* **What the task asks**
The answer is the number of lines in the data that contain the word "around"; give it alone.
BEGIN Provided information
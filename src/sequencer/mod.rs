pub(crate) mod resolve;
pub(crate) mod script;
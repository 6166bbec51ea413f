use crate::timeline::clock::{Direction, StepChange};

/// Which step transitions fire an [`AnimationTrigger`].
#[derive(Clone, Copy, Debug, Default, PartialEq, Eq, serde::Serialize, serde::Deserialize)]
pub enum TriggerDirection {
    /// Fire on arrival from either side.
    #[default]
    BothDirections,
    /// Fire only when stepping forward onto the step.
    ForwardOnly,
    /// Fire only when stepping backward (or re-targeting) onto the step.
    BackwardOnly,
}

/// A named animation cue bound to a timeline step.
#[derive(Clone, Debug, PartialEq, serde::Serialize, serde::Deserialize)]
pub struct AnimationTrigger {
    /// Name of the animated object the cue is delivered to.
    pub target: String,
    /// Cue name understood by the target.
    pub trigger_name: String,
    /// Step that fires the cue.
    pub timeline_step: usize,
    /// Transition directions that fire the cue.
    #[serde(default)]
    pub direction: TriggerDirection,
}

impl AnimationTrigger {
    /// Whether `change` fires this trigger.
    pub fn fires_on(&self, change: StepChange) -> bool {
        if change.new != self.timeline_step {
            return false;
        }
        match self.direction {
            TriggerDirection::BothDirections => true,
            TriggerDirection::ForwardOnly => change.direction() == Direction::Forward,
            TriggerDirection::BackwardOnly => change.direction() == Direction::Backward,
        }
    }
}

/// Ordered set of triggers listening to step changes.
#[derive(Clone, Debug, Default, serde::Serialize, serde::Deserialize)]
#[serde(transparent)]
pub struct TriggerTable {
    triggers: Vec<AnimationTrigger>,
}

impl TriggerTable {
    /// Build a [`TriggerTable`] value.
    pub fn new(triggers: Vec<AnimationTrigger>) -> Self {
        Self { triggers }
    }

    /// All triggers, in authoring order.
    pub fn triggers(&self) -> &[AnimationTrigger] {
        &self.triggers
    }

    /// Triggers fired by `change`, in authoring order.
    pub fn fired(&self, change: StepChange) -> impl Iterator<Item = &AnimationTrigger> {
        self.triggers.iter().filter(move |t| {
            let fires = t.fires_on(change);
            if fires {
                tracing::debug!(
                    object = %t.target,
                    trigger = %t.trigger_name,
                    step = change.new,
                    "animation trigger fired"
                );
            }
            fires
        })
    }
}

#[cfg(test)]
#[path = "../../tests/unit/timeline/trigger.rs"]
mod tests;
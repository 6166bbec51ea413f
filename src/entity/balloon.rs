//! Speech-balloon outline: a rounded rectangle traced by angle, with a tail wedge
//! spliced in.

use std::f64::consts::{FRAC_PI_2, PI, TAU};

use crate::foundation::core::{Point, Vec2};
use crate::foundation::math::wrap_tau;

/// Default number of outline samples around the balloon.
pub const DEFAULT_SEGMENTS: usize = 360;
/// Narrowest tail half-width, in degrees.
const MIN_TAIL_HALF_WIDTH_DEG: f64 = 0.01;

/// Rounded-rectangle balloon body, centred on the origin.
#[derive(Clone, Copy, Debug, PartialEq)]
pub struct BalloonShape {
    /// Half width and half height.
    pub half_extents: Vec2,
    /// Corner radius as a share of the longer half extent.
    pub corner_rounding: f64,
    /// Samples around the outline; rounded down to a multiple of four.
    pub segments: usize,
}

/// Tail wedge attached to a balloon.
#[derive(Clone, Copy, Debug, PartialEq)]
pub struct Tail {
    /// Direction from the balloon centre to the tip, radians.
    pub angle: f64,
    /// Half the wedge's angular width, radians.
    pub half_width: f64,
    /// Tip position relative to the balloon centre.
    pub tip: Point,
}

impl Tail {
    /// Tail from a caption's authored width in degrees; the wedge spans a quarter of it
    /// on each side of `angle`.
    pub fn from_width_degrees(angle: f64, tail_width: f64, tip: Point) -> Self {
        Self {
            angle,
            half_width: (tail_width * 0.25).max(MIN_TAIL_HALF_WIDTH_DEG).to_radians(),
            tip,
        }
    }
}

/// One vertex of the outline.
#[derive(Clone, Copy, Debug, PartialEq)]
pub struct OutlinePoint {
    /// Position relative to the balloon centre.
    pub point: Point,
    /// Angle of `point` around the centre, in `[0, 2π)`.
    pub angle: f64,
    /// Whether this vertex is the tail tip.
    pub is_tip: bool,
}

impl BalloonShape {
    /// Build a [`BalloonShape`] with [`DEFAULT_SEGMENTS`] samples.
    pub fn new(half_extents: Vec2, corner_rounding: f64) -> Self {
        Self {
            half_extents,
            corner_rounding,
            segments: DEFAULT_SEGMENTS,
        }
    }

    /// Corner radii `(horizontal, vertical)`. The longer side drives the radius and the
    /// shorter one caps it.
    pub fn corner_radii(&self) -> (f64, f64) {
        let Vec2 { x: hw, y: hh } = self.half_extents;
        if hw > hh {
            let rh = hw * self.corner_rounding;
            (rh, hh.min(rh))
        } else {
            let rv = hh * self.corner_rounding;
            (hw.min(rv), rv)
        }
    }

    /// Rounded-rectangle outline, counter-clockwise from angle 0, without a tail.
    pub fn outline(&self) -> Vec<OutlinePoint> {
        let segments = (self.segments / 4).max(1) * 4;
        let quarter = segments / 4;
        let (rh, rv) = self.corner_radii();
        let Vec2 { x: hw, y: hh } = self.half_extents;
        let (cx, cy) = ((hw - rh).max(0.0), (hh - rv).max(0.0));
        let centers = [
            Vec2::new(cx, cy),
            Vec2::new(-cx, cy),
            Vec2::new(-cx, -cy),
            Vec2::new(cx, -cy),
        ];
        let step = TAU / segments as f64;

        (0..segments)
            .map(|i| {
                let theta = i as f64 * step;
                let corner = centers[(i / quarter) % 4];
                let point = Point::new(corner.x + rh * theta.cos(), corner.y + rv * theta.sin());
                OutlinePoint {
                    point,
                    angle: wrap_tau(point.y.atan2(point.x)),
                    is_tip: false,
                }
            })
            .collect()
    }

    /// Outline with `tail` spliced in: samples inside the wedge are dropped, the wedge
    /// edges meet the body where their rays cross it, and the result is sorted by angle.
    pub fn outline_with_tail(&self, tail: &Tail) -> Vec<OutlinePoint> {
        let body = self.outline();
        let direction = wrap_tau(tail.angle);

        let mut points: Vec<OutlinePoint> = body
            .iter()
            .copied()
            .filter(|p| angular_distance(p.angle, direction) >= tail.half_width)
            .collect();

        for edge in [direction - tail.half_width, direction + tail.half_width] {
            if let Some(point) = ray_hit(&body, edge) {
                points.push(OutlinePoint {
                    point,
                    angle: wrap_tau(edge),
                    is_tip: false,
                });
            }
        }
        points.push(OutlinePoint {
            point: tail.tip,
            angle: direction,
            is_tip: true,
        });

        points.sort_by(|a, b| a.angle.total_cmp(&b.angle));
        points
    }
}

fn angular_distance(a: f64, b: f64) -> f64 {
    let d = (a - b).abs() % TAU;
    if d > PI { TAU - d } else { d }
}

/// Nearest crossing of the ray from the origin at `angle` with the closed polyline.
fn ray_hit(body: &[OutlinePoint], angle: f64) -> Option<Point> {
    let dir = Vec2::new(angle.cos(), angle.sin());
    let mut best: Option<f64> = None;
    for (i, p) in body.iter().enumerate() {
        let q = body[(i + 1) % body.len()];
        let (p, q) = (p.point.to_vec2(), q.point.to_vec2());
        let edge = q - p;
        let denom = dir.cross(edge);
        if denom.abs() < f64::EPSILON {
            continue;
        }
        // Solve dir * t = p + edge * s.
        let t = p.cross(edge) / denom;
        let s = p.cross(dir) / denom;
        if t > 0.0 && (0.0..=1.0).contains(&s) && best.is_none_or(|b| t < b) {
            best = Some(t);
        }
    }
    best.map(|t| (dir * t).to_point())
}

/// Tail direction for a caption's rotation in degrees; zero rotation points down.
pub fn tail_angle(tail_rotation_deg: f64) -> f64 {
    wrap_tau(tail_rotation_deg.to_radians() - FRAC_PI_2)
}

#[cfg(test)]
#[path = "../../tests/unit/entity/balloon.rs"]
mod tests;
/// Vertical edge used for edge positioning.
#[derive(Clone, Copy, Debug, Default, PartialEq, Eq, serde::Serialize, serde::Deserialize)]
pub enum PositionEdgeVert {
    /// Top edge.
    #[default]
    Top,
    /// Bottom edge.
    Bottom,
}

/// Horizontal anchor kept fixed when the aspect-ratio clamp shrinks the width.
#[derive(Clone, Copy, Debug, Default, PartialEq, Eq, serde::Serialize, serde::Deserialize)]
pub enum PositionAlignHorz {
    /// Keep the left edge.
    Left,
    /// Shrink evenly from both sides.
    #[default]
    Center,
    /// Keep the right edge.
    Right,
}

/// Vertical anchor kept fixed when the aspect-ratio clamp shrinks the height.
#[derive(Clone, Copy, Debug, Default, PartialEq, Eq, serde::Serialize, serde::Deserialize)]
pub enum PositionAlignVert {
    /// Keep the top edge.
    Top,
    /// Shrink evenly from both sides.
    #[default]
    Middle,
    /// Keep the bottom edge.
    Bottom,
}

/// Units of a frame width.
#[derive(Clone, Copy, Debug, Default, PartialEq, Eq, serde::Serialize, serde::Deserialize)]
pub enum WidthUnits {
    /// Pixels.
    Pixels,
    /// Percent of the screen width.
    #[default]
    PercentParentWidth,
    /// Multiple of the frame's own height.
    PercentPanelHeight,
}

/// Units of a frame height.
#[derive(Clone, Copy, Debug, Default, PartialEq, Eq, serde::Serialize, serde::Deserialize)]
pub enum HeightUnits {
    /// Pixels.
    Pixels,
    /// Percent of the screen height.
    #[default]
    PercentParentHeight,
    /// Multiple of the frame's own width.
    PercentPanelWidth,
}

/// Which horizontal quantities determined the solved rect.
#[derive(Clone, Copy, Debug, Default, PartialEq, Eq, serde::Serialize, serde::Deserialize)]
pub enum WidthCalcMethod {
    /// Nothing was solved.
    #[default]
    NoDimensions,
    /// Center and width.
    CenterAndWidth,
    /// Left edge only (right pending).
    Left,
    /// Left edge plus width.
    LeftAndWidth,
    /// Right edge only (left pending).
    Right,
    /// Right edge minus width.
    RightAndWidth,
}

/// Which vertical quantities determined the solved rect.
#[derive(Clone, Copy, Debug, Default, PartialEq, Eq, serde::Serialize, serde::Deserialize)]
pub enum HeightCalcMethod {
    /// Nothing was solved.
    #[default]
    NoDimensions,
    /// Center and height.
    CenterAndHeight,
    /// Top edge only (bottom pending).
    Top,
    /// Top edge minus height.
    TopAndHeight,
    /// Bottom edge only (top pending).
    Bottom,
    /// Bottom edge plus height.
    BottomAndHeight,
}

/// Named destinations for [`FrameState::move_to`].
#[derive(Clone, Copy, Debug, PartialEq, Eq, serde::Serialize, serde::Deserialize)]
pub enum PanelPosition {
    /// Just beyond the left screen edge.
    OffscreenLeft,
    /// Flush with the left screen edge.
    Left,
    /// Just beyond the right screen edge.
    OffscreenRight,
    /// Flush with the right screen edge.
    Right,
    /// Just below the bottom screen edge.
    OffscreenBottom,
    /// Flush with the bottom screen edge.
    Bottom,
    /// Just above the top screen edge.
    OffscreenTop,
    /// Flush with the top screen edge.
    Top,
    /// Centered on both axes.
    Center,
}

impl std::str::FromStr for PanelPosition {
    type Err = PanoplyError;

    fn from_str(s: &str) -> Result<Self, Self::Err> {
        Ok(match s.trim() {
            "OffscreenLeft" => Self::OffscreenLeft,
            "Left" => Self::Left,
            "OffscreenRight" => Self::OffscreenRight,
            "Right" => Self::Right,
            "OffscreenBottom" => Self::OffscreenBottom,
            "Bottom" => Self::Bottom,
            "OffscreenTop" => Self::OffscreenTop,
            "Top" => Self::Top,
            "Center" => Self::Center,
            other => {
                return Err(PanoplyError::validation(format!(
                    "unknown panel position '{other}'"
                )));
            }
        })
    }
}

/// Frame margins in authoring units (doubled and scaled at solve time).
#[derive(Clone, Copy, Debug, Default, serde::Serialize, serde::Deserialize, PartialEq)]
pub struct Edges {
    /// Top margin.
    #[serde(default)]
    pub top: f64,
    /// Right margin.
    #[serde(default)]
    pub right: f64,
    /// Bottom margin.
    #[serde(default)]
    pub bottom: f64,
    /// Left margin.
    #[serde(default)]
    pub left: f64,
}

impl Edges {
    /// Same margin on every side.
    pub fn uniform(m: f64) -> Self {
        Self {
            top: m,
            right: m,
            bottom: m,
            left: m,
        }
    }
}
END Provided information
* **Output of the task**
3